**Data under study**

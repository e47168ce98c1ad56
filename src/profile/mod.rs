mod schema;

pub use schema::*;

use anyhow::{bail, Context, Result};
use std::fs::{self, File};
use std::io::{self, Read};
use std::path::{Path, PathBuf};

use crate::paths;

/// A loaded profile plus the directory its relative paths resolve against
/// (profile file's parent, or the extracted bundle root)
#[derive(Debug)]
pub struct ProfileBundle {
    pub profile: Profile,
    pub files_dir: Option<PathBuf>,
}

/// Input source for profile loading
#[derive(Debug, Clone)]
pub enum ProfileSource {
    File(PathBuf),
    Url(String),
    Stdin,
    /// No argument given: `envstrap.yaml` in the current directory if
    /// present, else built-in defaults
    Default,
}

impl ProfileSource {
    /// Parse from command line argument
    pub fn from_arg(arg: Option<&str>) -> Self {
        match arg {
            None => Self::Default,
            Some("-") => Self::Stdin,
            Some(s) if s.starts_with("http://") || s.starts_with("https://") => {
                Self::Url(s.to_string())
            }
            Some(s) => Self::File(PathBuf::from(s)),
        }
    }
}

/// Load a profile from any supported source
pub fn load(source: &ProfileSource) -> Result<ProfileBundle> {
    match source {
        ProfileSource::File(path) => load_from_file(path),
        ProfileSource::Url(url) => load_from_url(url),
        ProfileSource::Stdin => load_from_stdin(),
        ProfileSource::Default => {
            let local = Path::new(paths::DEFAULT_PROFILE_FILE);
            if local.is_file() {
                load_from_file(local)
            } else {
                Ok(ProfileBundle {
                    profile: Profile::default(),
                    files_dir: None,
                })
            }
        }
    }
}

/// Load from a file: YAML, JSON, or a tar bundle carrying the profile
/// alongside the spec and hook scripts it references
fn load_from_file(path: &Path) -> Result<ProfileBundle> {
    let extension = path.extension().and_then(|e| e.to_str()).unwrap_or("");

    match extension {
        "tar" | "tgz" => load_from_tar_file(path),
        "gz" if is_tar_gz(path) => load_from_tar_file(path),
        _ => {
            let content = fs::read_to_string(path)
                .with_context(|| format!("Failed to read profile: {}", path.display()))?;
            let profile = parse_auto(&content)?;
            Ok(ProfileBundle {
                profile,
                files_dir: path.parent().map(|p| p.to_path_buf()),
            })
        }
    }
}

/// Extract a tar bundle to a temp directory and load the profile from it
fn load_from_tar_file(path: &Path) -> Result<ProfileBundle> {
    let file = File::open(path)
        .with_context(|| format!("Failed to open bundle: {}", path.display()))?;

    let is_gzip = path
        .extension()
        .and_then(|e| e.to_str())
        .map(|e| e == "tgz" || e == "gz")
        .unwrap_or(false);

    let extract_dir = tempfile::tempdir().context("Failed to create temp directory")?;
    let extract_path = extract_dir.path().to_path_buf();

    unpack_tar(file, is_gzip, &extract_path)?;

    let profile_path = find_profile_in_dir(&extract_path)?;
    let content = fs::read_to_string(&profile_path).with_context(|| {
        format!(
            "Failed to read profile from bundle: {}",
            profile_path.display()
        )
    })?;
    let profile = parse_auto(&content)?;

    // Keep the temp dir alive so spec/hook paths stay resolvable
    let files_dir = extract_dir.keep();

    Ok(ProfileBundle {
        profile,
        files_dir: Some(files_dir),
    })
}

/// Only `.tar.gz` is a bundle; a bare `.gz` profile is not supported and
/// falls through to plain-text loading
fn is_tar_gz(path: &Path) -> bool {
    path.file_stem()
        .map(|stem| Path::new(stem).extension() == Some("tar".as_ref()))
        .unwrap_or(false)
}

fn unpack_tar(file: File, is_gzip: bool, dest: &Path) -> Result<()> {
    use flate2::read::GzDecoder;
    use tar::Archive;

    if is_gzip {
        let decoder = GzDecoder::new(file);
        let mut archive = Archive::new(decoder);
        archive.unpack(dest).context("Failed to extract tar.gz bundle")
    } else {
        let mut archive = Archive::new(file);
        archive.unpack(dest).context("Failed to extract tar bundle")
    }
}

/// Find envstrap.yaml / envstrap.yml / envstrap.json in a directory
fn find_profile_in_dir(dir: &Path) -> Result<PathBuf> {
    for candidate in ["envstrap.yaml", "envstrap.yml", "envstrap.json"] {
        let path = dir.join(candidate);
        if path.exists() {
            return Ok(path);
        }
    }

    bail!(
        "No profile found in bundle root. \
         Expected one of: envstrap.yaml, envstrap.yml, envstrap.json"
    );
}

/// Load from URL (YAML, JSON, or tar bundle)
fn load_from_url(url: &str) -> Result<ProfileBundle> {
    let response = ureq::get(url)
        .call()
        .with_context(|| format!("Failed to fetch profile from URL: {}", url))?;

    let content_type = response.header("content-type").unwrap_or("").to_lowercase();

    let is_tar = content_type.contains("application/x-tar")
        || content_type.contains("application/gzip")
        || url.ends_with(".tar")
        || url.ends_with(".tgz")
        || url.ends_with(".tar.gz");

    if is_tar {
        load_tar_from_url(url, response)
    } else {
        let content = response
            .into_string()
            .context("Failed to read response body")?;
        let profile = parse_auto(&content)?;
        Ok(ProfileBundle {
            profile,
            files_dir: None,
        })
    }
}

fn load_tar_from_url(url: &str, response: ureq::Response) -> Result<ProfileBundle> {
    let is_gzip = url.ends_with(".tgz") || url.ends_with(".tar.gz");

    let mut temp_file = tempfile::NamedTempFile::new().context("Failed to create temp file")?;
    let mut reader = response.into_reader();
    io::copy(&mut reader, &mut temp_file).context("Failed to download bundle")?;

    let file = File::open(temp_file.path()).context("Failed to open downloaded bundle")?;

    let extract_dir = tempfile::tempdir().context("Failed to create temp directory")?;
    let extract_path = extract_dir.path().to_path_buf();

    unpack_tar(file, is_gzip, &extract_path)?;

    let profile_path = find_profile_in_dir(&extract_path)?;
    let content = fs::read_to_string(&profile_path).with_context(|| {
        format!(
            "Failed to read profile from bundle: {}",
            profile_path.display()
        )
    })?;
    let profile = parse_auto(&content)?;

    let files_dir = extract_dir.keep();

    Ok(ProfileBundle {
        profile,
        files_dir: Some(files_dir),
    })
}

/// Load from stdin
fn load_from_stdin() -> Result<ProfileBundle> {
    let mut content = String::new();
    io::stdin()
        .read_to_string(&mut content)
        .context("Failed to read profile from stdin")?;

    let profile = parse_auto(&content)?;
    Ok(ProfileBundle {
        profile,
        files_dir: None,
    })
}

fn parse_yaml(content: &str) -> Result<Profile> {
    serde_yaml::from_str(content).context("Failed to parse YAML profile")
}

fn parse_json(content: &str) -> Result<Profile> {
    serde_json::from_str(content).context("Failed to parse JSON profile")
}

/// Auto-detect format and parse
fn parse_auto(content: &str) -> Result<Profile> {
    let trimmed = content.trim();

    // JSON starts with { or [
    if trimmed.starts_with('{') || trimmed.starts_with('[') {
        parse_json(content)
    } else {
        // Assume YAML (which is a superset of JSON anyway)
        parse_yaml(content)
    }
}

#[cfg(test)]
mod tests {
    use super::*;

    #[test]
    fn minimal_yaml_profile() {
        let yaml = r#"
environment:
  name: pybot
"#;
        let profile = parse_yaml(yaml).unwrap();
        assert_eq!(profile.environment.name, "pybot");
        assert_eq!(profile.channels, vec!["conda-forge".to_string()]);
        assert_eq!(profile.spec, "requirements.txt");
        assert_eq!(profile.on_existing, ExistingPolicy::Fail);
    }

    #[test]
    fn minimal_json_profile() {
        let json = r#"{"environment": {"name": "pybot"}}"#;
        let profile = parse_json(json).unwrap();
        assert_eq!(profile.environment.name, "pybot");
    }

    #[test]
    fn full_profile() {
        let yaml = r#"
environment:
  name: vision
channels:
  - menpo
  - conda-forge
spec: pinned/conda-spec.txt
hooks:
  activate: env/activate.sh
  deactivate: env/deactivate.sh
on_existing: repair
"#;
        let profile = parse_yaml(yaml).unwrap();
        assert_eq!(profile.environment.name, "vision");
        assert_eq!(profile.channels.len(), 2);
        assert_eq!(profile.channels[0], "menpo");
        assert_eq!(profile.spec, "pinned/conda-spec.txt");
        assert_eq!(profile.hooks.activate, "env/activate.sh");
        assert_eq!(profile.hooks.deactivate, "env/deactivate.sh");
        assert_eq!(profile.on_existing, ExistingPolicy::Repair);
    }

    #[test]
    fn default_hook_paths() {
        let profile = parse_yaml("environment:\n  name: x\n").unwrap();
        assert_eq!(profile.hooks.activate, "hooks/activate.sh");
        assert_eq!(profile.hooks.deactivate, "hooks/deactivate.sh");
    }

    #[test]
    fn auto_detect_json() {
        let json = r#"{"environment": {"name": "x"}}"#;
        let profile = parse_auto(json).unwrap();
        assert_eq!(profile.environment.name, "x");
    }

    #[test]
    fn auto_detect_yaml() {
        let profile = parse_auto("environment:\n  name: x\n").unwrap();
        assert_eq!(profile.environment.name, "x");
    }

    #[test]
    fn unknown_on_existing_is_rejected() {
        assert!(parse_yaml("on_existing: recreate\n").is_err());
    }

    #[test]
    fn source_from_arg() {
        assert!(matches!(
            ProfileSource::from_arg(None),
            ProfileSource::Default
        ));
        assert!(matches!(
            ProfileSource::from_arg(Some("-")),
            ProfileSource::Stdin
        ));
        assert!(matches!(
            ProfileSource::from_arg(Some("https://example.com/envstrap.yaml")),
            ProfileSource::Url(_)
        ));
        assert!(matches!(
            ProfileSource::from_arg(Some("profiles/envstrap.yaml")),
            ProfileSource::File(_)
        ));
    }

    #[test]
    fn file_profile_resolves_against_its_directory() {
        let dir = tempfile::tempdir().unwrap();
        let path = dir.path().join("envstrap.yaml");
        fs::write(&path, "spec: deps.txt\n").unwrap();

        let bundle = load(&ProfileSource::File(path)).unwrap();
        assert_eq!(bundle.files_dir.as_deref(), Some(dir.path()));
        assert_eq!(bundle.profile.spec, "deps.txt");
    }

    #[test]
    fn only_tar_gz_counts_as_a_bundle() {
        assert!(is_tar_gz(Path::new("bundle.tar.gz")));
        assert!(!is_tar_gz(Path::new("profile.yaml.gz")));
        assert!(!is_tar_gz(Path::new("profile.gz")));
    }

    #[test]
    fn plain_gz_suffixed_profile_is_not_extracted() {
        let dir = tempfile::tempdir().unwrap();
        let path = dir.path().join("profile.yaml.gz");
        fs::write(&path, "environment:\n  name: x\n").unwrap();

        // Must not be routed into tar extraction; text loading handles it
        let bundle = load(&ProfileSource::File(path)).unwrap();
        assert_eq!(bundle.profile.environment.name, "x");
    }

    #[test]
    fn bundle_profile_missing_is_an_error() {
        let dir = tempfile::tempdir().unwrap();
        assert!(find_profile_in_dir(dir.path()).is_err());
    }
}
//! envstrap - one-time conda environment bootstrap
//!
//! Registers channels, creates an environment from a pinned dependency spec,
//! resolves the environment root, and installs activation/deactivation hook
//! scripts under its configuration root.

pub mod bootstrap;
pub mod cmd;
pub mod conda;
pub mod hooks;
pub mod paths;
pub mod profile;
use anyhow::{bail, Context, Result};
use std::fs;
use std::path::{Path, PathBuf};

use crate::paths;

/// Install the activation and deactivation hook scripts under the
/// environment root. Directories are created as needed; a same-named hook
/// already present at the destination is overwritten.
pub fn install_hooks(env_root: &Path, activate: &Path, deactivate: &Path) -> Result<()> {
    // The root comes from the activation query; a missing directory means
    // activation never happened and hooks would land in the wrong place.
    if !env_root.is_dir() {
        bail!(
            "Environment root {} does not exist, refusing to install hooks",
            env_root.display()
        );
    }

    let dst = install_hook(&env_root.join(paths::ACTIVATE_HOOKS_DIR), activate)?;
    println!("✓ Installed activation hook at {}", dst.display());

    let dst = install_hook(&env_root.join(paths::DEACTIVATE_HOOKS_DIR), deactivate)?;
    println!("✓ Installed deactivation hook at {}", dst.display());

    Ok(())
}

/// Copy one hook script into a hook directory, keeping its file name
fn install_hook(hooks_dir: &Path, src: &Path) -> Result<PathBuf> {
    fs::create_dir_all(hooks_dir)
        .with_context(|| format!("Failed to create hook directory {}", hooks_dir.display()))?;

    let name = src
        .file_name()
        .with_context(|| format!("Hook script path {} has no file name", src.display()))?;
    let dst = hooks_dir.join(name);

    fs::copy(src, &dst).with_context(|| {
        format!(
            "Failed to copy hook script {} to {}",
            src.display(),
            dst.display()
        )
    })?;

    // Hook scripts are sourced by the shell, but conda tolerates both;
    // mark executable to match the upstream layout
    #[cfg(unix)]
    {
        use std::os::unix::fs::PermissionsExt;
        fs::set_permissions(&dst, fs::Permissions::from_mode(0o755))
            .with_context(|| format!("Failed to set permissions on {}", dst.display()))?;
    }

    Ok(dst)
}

**Task statement**
The lines to copy are those in the records above containing the word "bool".

**Answer for this exercise**
fn is_tar_gz(path: &Path) -> bool {
fn unpack_tar(file: File, is_gzip: bool, dest: &Path) -> Result<()> {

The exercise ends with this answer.